Swift, Jonathan (Dublino 1667-1745), scrittore anglo-irlandese, autore di romanzi satirici e pamphlet politici. Considerato tra i maestri della prosa in lingua inglese, con la sua opera mise in luce la follia e la presunzione umane. Dopo gli studi al Trinity College di Dublino, nel 1689 Swift si trasferì in Inghilterra, dove lavorò come segretario del diplomatico e scrittore William Temple, lontano parente della madre; ma i difficili rapporti con costui lo indussero, nel 1694, a ritornare in Irlanda, dove prese gli ordini religiosi. Riconciliatosi con Temple, nel 1696 si stabilì di nuovo presso di lui e si dedicò all'educazione di Esther Johnson, figlia di un parente del diplomatico. Questa occupazione gli consentì di dedicarsi parallelamente alla lettura e alla scrittura.

2. Letteratura e politica

Tra le sue prime opere vi è La battaglia dei libri (1704), parodia della controversia che allora opponeva, nei circoli letterari, i sostenitori degli antichi a quelli dei moderni. Swift diede la sua preferenza ai primi e, con una satira pungente, denunciò la finta erudizione dei suoi giorni. Divertente e originale, la Favola della botte (1704) mette in ridicolo varie forme di pedanteria presuntuosa, principalmente in campo letterario e religioso. In seguito alla pubblicazione di questo libro, che diede adito a dubbi sull'ortodossia religiosa dell'autore, Swift perse l'opportunità di una prestigiosa carriera ecclesiastica in Inghilterra. Fra i suoi scritti politici, i più efficaci furono La condotta degli alleati (1711), nel quale Swift sostenne che i Whig avevano prolungato di proposito la guerra di successione spagnola al fine di ottenere vantaggi di tipo politico; e le Lettere del drappiere (1724), dedicate alla questione irlandese. A seguito della polemica innescata dalla pubblicazione di La condotta degli alleati, il comandante delle armate britanniche, John Churchill, duca di Marlborough, venne rimosso dalla carica e privato dei titoli nobiliari.

3. La modesta proposta

Nel 1710 Swift iniziò il Diario a Stella, serie di lettere a Esther Johnson (soprannominata, appunto, Stella) ricche di vezzeggiativi espressi in un linguaggio infantile. Con i poeti e amici Alexander Pope e John Arbuthnot, fondò lo Scriblerus Club, gruppo che si incontrava per discutere di letteratura e comporre parodie sulla cultura pedantesca. Del 1729 è Una modesta proposta, dove la 'proposta', causticamente satirica, era quella di usare i bambini poveri irlandesi come cibo per i ricchi, fornendo anche ricette per poter apprezzarli al meglio.

4. Gulliver

Il capolavoro di Swift, I viaggi di Gulliver, fu pubblicato anonimo nel 1726 e riscosse subito grande successo.
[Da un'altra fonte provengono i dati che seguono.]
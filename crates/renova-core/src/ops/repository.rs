//! Persistence contract shared by the local shim and the remote client
//!
//! Both backends implement these traits with identical observable
//! behaviour; callers pick one backend at startup and never mix them.

use async_trait::async_trait;
use renova_core_types::Sensitive;

use crate::errors::Result;
use crate::model::{AboutData, Entity, ImageToken, Principal, User};

/// CRUD over one entity collection
#[async_trait]
pub trait Repository<E: Entity>: Send + Sync {
    /// All records, newest first by the entity's recency field
    /// (insertion order for users)
    async fn list(&self) -> Result<Vec<E>>;

    async fn get(&self, id: &str) -> Result<Option<E>>;

    /// Assign an id and store-computed defaults, then persist
    async fn create(&self, draft: E::Draft) -> Result<E>;

    /// Shallow-merge `patch` over the stored record
    ///
    /// # Errors
    ///
    /// `NotFound` when no record has this id.
    async fn update(&self, id: &str, patch: E::Patch) -> Result<E>;

    /// Remove a record; deleting an absent id succeeds
    async fn delete(&self, id: &str) -> Result<()>;
}

/// User collection with lookup by (case-insensitive) email
#[async_trait]
pub trait UserDirectory: Repository<User> {
    async fn find_by_email(&self, email: &str) -> Result<Option<User>>;
}

/// Singleton about-page record
#[async_trait]
pub trait AboutRepository: Send + Sync {
    /// Current record; an empty record when none was ever stored
    async fn get(&self) -> Result<AboutData>;

    async fn upsert(&self, about: AboutData) -> Result<AboutData>;
}

#[async_trait]
pub trait ImageStore: Send + Sync {
    async fn upload(&self, bytes: Vec<u8>, file_name: &str) -> Result<ImageToken>;

    /// Displayable URL (or inline data URL) for a token
    async fn resolve(&self, token: &ImageToken) -> Result<String>;
}

/// Delegated authentication
///
/// Passwords only travel inside [`Sensitive`] and are handed straight to the
/// provider.
#[async_trait]
pub trait IdentityProvider: Send + Sync {
    async fn sign_up(
        &self,
        email: &str,
        password: &Sensitive<String>,
        name: &str,
    ) -> Result<Principal>;

    async fn sign_in(&self, email: &str, password: &Sensitive<String>) -> Result<Principal>;

    async fn sign_out(&self) -> Result<()>;

    async fn current_principal(&self) -> Result<Option<Principal>>;
}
Questo romanzo satirico, inizialmente inteso dall'autore come aspro attacco allegorico alla vanità e all'ipocrisia delle corti, dei partiti e degli uomini politici dell'epoca, nel corso della stesura, durata parecchi anni, si arricchì delle più mature considerazioni di Swift sulla società umana; pertanto la satira, spesso graffiante e a tratti scurrilmente oltraggiosa, finì col toccare l'umanità intera. Acuto, ricco di spunti fantasiosi e al tempo stesso scritto con semplicità, il romanzo è diventato un classico della letteratura per l'infanzia. Gli ultimi anni dello scrittore, dopo la morte di Stella (1728), furono oscurati da un crescente senso di solitudine e dal terrore della follia.